* **What you need to do**:
If a line of the material holds the string "Module", please copy it.

··· Data for the task ···

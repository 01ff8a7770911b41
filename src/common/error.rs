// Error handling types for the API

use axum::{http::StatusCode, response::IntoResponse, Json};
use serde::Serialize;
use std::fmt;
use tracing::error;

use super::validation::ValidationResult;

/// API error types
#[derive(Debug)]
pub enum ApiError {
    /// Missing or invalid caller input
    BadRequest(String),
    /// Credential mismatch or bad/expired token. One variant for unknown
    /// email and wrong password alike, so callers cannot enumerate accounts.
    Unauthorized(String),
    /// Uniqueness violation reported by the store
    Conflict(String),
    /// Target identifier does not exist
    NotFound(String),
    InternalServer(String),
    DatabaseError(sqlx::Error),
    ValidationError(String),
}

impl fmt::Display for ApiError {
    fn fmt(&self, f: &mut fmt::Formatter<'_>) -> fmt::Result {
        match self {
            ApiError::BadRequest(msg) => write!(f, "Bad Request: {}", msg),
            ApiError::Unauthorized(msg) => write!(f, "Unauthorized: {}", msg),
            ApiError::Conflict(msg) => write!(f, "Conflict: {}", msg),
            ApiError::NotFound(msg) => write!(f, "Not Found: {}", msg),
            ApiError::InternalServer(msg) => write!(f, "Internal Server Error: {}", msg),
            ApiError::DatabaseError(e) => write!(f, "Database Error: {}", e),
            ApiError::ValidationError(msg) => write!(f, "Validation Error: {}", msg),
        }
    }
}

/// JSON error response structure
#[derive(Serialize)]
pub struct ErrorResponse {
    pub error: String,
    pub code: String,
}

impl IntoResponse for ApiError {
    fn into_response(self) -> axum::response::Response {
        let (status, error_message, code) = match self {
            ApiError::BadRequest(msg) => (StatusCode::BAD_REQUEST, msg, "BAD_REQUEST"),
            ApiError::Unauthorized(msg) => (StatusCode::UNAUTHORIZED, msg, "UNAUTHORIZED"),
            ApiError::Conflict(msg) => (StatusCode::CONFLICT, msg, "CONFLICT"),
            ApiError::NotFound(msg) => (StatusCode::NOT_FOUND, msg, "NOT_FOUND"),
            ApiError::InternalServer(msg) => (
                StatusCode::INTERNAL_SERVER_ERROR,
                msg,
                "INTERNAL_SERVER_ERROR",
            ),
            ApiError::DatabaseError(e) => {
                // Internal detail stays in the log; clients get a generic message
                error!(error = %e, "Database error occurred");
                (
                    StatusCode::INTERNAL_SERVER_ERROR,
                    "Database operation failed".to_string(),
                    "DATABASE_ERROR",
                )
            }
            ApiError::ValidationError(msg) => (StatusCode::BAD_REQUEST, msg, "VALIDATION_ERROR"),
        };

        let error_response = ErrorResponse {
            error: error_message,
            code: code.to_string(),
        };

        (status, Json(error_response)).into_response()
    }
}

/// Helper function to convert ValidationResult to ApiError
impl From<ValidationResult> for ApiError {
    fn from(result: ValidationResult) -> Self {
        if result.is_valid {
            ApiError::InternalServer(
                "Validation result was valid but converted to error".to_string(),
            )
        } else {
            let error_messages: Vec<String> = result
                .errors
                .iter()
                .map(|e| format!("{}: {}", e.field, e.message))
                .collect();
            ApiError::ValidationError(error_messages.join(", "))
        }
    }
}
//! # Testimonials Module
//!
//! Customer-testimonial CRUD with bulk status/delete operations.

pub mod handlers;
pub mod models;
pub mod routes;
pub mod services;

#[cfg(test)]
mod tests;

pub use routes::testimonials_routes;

···
··· Data for the task ···

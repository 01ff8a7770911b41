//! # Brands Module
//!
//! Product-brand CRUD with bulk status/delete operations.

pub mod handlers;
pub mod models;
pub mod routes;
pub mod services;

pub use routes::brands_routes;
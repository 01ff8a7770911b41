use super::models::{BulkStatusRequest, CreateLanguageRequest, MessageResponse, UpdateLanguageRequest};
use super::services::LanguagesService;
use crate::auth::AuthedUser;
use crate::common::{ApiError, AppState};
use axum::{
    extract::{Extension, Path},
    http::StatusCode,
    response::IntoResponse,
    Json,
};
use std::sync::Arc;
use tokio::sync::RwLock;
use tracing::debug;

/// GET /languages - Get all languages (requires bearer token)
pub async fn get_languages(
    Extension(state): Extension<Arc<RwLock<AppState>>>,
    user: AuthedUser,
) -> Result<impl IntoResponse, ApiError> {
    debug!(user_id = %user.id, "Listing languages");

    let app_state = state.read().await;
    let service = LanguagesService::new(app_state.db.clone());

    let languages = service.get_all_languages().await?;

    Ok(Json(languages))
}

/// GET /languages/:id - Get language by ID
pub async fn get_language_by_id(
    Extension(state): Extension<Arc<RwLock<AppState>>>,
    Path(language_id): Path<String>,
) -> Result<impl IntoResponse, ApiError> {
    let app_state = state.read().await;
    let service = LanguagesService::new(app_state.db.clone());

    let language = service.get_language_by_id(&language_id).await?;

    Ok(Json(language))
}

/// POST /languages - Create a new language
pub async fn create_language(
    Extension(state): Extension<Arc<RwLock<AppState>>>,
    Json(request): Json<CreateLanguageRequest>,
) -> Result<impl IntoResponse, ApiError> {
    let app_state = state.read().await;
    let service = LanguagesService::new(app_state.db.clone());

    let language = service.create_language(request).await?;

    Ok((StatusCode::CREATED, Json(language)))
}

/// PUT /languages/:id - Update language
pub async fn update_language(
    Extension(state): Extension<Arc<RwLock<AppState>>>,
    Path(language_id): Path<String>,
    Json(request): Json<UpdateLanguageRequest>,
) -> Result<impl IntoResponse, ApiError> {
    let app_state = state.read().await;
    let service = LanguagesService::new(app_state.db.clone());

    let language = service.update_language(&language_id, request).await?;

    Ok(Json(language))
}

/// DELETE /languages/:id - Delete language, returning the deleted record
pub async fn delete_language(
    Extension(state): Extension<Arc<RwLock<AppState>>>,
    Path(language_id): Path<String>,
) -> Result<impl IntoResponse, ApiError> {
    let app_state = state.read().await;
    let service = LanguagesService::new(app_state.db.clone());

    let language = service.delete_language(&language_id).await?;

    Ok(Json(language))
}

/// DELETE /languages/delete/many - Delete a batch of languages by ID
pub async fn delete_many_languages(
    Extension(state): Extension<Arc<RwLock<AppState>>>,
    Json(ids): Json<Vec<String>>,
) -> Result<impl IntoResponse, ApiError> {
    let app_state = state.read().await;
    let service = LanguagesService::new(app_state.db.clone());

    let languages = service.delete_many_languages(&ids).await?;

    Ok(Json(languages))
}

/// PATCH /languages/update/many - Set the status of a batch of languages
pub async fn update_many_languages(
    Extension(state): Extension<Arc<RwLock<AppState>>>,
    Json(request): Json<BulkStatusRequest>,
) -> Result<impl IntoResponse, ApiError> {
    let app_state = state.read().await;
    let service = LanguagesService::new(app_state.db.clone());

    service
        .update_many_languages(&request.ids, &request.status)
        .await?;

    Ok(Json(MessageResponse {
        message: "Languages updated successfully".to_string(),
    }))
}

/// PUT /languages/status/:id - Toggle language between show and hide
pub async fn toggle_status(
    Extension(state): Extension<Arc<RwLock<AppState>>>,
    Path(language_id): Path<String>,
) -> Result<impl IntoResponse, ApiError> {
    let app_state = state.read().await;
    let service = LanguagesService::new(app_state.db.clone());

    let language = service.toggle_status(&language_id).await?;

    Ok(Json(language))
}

···
··· Data for the task ···

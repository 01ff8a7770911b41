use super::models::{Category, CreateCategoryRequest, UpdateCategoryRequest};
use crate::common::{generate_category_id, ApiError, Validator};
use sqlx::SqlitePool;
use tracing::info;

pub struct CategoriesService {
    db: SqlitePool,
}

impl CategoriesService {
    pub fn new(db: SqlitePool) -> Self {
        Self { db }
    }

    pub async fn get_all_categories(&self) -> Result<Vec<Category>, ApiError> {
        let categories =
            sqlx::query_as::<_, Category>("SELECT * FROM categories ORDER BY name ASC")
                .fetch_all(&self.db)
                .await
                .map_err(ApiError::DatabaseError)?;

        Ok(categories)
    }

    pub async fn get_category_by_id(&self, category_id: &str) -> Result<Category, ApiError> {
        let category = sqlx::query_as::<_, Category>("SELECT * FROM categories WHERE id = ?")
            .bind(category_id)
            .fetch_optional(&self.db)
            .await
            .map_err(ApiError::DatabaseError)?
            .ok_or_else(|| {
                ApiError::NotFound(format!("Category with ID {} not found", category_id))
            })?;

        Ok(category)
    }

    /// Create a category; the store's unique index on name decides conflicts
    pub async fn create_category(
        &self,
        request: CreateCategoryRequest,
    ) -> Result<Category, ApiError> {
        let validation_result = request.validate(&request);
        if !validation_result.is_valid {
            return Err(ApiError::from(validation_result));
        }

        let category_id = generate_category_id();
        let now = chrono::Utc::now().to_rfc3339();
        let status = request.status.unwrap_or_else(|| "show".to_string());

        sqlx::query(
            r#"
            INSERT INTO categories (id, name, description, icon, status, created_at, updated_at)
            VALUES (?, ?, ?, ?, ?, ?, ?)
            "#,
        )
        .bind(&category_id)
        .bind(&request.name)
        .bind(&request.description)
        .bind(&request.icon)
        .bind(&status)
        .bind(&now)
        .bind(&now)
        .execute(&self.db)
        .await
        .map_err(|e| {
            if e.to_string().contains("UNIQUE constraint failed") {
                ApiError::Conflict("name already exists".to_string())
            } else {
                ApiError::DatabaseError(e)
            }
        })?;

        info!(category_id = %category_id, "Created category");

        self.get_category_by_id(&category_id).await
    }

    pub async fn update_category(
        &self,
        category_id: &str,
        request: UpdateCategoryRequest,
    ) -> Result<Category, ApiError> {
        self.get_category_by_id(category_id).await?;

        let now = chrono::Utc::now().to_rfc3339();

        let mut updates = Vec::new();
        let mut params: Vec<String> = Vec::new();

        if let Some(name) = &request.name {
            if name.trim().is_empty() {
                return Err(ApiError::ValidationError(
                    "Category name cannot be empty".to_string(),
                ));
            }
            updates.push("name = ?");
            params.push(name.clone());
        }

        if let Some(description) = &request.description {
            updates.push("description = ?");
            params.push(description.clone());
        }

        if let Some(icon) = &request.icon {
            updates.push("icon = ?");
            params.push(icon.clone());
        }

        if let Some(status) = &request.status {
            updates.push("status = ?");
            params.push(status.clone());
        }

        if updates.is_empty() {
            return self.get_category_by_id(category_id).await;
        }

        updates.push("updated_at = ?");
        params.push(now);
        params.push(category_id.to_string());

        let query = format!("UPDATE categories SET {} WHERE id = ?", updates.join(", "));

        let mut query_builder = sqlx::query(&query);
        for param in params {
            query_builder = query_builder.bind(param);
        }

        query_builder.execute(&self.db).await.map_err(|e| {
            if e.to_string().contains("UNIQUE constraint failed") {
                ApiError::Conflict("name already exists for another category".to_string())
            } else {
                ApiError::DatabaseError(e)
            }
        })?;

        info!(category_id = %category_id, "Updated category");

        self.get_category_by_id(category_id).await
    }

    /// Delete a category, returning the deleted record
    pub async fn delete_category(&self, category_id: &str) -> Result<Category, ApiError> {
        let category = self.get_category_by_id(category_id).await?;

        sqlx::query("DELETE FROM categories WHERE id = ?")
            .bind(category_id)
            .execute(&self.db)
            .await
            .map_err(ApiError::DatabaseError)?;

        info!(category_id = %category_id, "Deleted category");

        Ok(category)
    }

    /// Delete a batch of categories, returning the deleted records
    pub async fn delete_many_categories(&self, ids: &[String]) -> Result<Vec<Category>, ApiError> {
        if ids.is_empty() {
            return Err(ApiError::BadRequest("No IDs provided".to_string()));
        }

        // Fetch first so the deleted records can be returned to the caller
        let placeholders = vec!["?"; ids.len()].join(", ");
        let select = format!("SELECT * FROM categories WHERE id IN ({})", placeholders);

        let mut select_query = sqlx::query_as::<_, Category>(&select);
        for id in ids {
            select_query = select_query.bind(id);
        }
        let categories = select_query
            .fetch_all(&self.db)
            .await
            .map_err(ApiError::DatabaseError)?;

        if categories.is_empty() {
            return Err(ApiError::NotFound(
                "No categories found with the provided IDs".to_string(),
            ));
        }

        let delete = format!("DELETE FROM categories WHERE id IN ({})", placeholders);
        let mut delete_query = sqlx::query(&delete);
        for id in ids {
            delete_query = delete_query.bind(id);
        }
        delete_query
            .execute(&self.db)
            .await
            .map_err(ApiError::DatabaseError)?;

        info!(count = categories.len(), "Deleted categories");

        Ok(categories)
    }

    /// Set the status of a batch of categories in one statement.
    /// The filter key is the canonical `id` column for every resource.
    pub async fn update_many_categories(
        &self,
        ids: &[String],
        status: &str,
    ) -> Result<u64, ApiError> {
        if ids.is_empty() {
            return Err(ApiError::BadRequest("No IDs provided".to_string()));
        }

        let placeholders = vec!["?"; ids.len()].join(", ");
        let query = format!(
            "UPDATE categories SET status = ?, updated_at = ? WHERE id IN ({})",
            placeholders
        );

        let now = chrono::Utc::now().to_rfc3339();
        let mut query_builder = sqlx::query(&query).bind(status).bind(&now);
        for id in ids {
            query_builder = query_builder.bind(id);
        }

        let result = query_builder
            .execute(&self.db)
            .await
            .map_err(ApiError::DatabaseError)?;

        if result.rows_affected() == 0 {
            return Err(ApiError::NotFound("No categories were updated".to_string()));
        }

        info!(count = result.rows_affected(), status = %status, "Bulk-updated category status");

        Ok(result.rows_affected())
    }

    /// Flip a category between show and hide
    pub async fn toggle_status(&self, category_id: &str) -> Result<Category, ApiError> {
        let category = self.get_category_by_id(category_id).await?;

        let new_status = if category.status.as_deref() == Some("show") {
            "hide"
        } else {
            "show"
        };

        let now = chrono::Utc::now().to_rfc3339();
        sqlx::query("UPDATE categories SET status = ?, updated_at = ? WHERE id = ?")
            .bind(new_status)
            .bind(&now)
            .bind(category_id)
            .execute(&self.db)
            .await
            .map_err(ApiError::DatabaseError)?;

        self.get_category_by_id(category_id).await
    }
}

···

* **Response box**:
//! # Testimonials Module
//! # Brands Module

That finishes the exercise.